┌──
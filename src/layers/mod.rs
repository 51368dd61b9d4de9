//! Neural Network Layers
//!
//! Every layer of the model with hand-written forward and backward passes.
//!
//! ## Layers
//!
//! - **activation**: ReLU / GELU and their derivatives
//! - **linear**: affine map, with or without bias
//! - **embedding**: token + position lookup tables
//! - **layer_norm**: normalization with learnable scale and shift
//! - **dropout**: inverted dropout, active in [`Mode::Train`] only
//! - **attention**: one causal scaled dot-product head
//! - **multi_head**: heads in parallel, concatenated and projected
//! - **feed_forward**: per-position two-layer network
//! - **block**: pre-norm transformer block with residual connections
//!
//! ## Design Pattern
//!
//! ```rust,ignore
//! impl Layer {
//!     pub fn forward(&self, x: &Tensor, ...) -> (Tensor, LayerCache) { }
//!     pub fn backward(&self, grad: &Tensor, cache: &LayerCache) -> LayerGradients { }
//!     pub fn params(&self) -> Vec<&Tensor> { }
//!     pub fn params_mut(&mut self) -> Vec<ParamMut<'_>> { }
//! }
//!
//! impl LayerGradients {
//!     pub fn tensors(&self) -> Vec<&Tensor> { }      // same order as params()
//!     pub fn tensors_mut(&mut self) -> Vec<&mut Tensor> { }
//! }
//! ```
//!
//! The three parameter/gradient listings share one order, which is what lets
//! the optimizer, gradient clipping and checkpointing walk the model without
//! knowing its structure.
//!
//! Activations are 2-D `[batch * seq_len, width]` tensors throughout.

pub mod activation;
pub mod attention;
pub mod block;
pub mod dropout;
pub mod embedding;
pub mod feed_forward;
pub mod layer_norm;
pub mod linear;
pub mod multi_head;

pub use activation::Activation;
pub use attention::{AttentionCache, AttentionGradients, AttentionHead, CausalMask};
pub use block::{Block, BlockCache, BlockGradients};
pub use dropout::{Dropout, DropoutCache};
pub use embedding::{Embedding, EmbeddingCache, EmbeddingGradients};
pub use feed_forward::{FeedForward, FeedForwardCache, FeedForwardGradients};
pub use layer_norm::{LayerNorm, LayerNormCache, LayerNormGradients};
pub use linear::{normal_init, Linear, LinearCache, LinearGradients};
pub use multi_head::{MultiHeadAttention, MultiHeadCache, MultiHeadGradients};

use crate::tensor::Tensor;

/// Whether a forward pass is part of training.
///
/// Dropout is the only behavior that changes: it samples masks in
/// [`Mode::Train`] and is the identity in [`Mode::Eval`].
#[derive(Clone, Copy, Debug, PartialEq, Eq)]
pub enum Mode {
    Train,
    Eval,
}

/// A mutable handle to one parameter tensor.
pub struct ParamMut<'a> {
    pub tensor: &'a mut Tensor,
    /// Whether decoupled weight decay applies (2-D weight matrices only).
    pub decay: bool,
}

impl<'a> ParamMut<'a> {
    pub fn weight(tensor: &'a mut Tensor) -> Self {
        Self {
            tensor,
            decay: true,
        }
    }

    pub fn no_decay(tensor: &'a mut Tensor) -> Self {
        Self {
            tensor,
            decay: false,
        }
    }
}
└──
** What to do **
All entries given above are to be printed again exactly.

** Answer section **
filename src/layers/mod.rs
repository 51368dd61b9d4de9
//! Neural Network Layers
//!
//! Every layer of the model with hand-written forward and backward passes.
//!
//! ## Layers
//!
//! - **activation**: ReLU / GELU and their derivatives
//! - **linear**: affine map, with or without bias
//! - **embedding**: token + position lookup tables
//! - **layer_norm**: normalization with learnable scale and shift
//! - **dropout**: inverted dropout, active in [`Mode::Train`] only
//! - **attention**: one causal scaled dot-product head
//! - **multi_head**: heads in parallel, concatenated and projected
//! - **feed_forward**: per-position two-layer network
//! - **block**: pre-norm transformer block with residual connections
//!
//! ## Design Pattern
//!
//! ```rust,ignore
//! impl Layer {
//!     pub fn forward(&self, x: &Tensor, ...) -> (Tensor, LayerCache) { }
//!     pub fn backward(&self, grad: &Tensor, cache: &LayerCache) -> LayerGradients { }
//!     pub fn params(&self) -> Vec<&Tensor> { }
//!     pub fn params_mut(&mut self) -> Vec<ParamMut<'_>> { }
//! }
//!
//! impl LayerGradients {
//!     pub fn tensors(&self) -> Vec<&Tensor> { }      // same order as params()
//!     pub fn tensors_mut(&mut self) -> Vec<&mut Tensor> { }
//! }
//! ```
//!
//! The three parameter/gradient listings share one order, which is what lets
//! the optimizer, gradient clipping and checkpointing walk the model without
//! knowing its structure.
//!
//! Activations are 2-D `[batch * seq_len, width]` tensors throughout.

pub mod activation;
pub mod attention;
pub mod block;
pub mod dropout;
pub mod embedding;
pub mod feed_forward;
pub mod layer_norm;
pub mod linear;
pub mod multi_head;

pub use activation::Activation;
pub use attention::{AttentionCache, AttentionGradients, AttentionHead, CausalMask};
pub use block::{Block, BlockCache, BlockGradients};
pub use dropout::{Dropout, DropoutCache};
pub use embedding::{Embedding, EmbeddingCache, EmbeddingGradients};
pub use feed_forward::{FeedForward, FeedForwardCache, FeedForwardGradients};
pub use layer_norm::{LayerNorm, LayerNormCache, LayerNormGradients};
pub use linear::{normal_init, Linear, LinearCache, LinearGradients};
pub use multi_head::{MultiHeadAttention, MultiHeadCache, MultiHeadGradients};

use crate::tensor::Tensor;

/// Whether a forward pass is part of training.
///
/// Dropout is the only behavior that changes: it samples masks in
/// [`Mode::Train`] and is the identity in [`Mode::Eval`].
#[derive(Clone, Copy, Debug, PartialEq, Eq)]
pub enum Mode {
    Train,
    Eval,
}

/// A mutable handle to one parameter tensor.
pub struct ParamMut<'a> {
    pub tensor: &'a mut Tensor,
    /// Whether decoupled weight decay applies (2-D weight matrices only).
    pub decay: bool,
}

impl<'a> ParamMut<'a> {
    pub fn weight(tensor: &'a mut Tensor) -> Self {
        Self {
            tensor,
            decay: true,
        }
    }

    pub fn no_decay(tensor: &'a mut Tensor) -> Self {
        Self {
            tensor,
            decay: false,
        }
    }
}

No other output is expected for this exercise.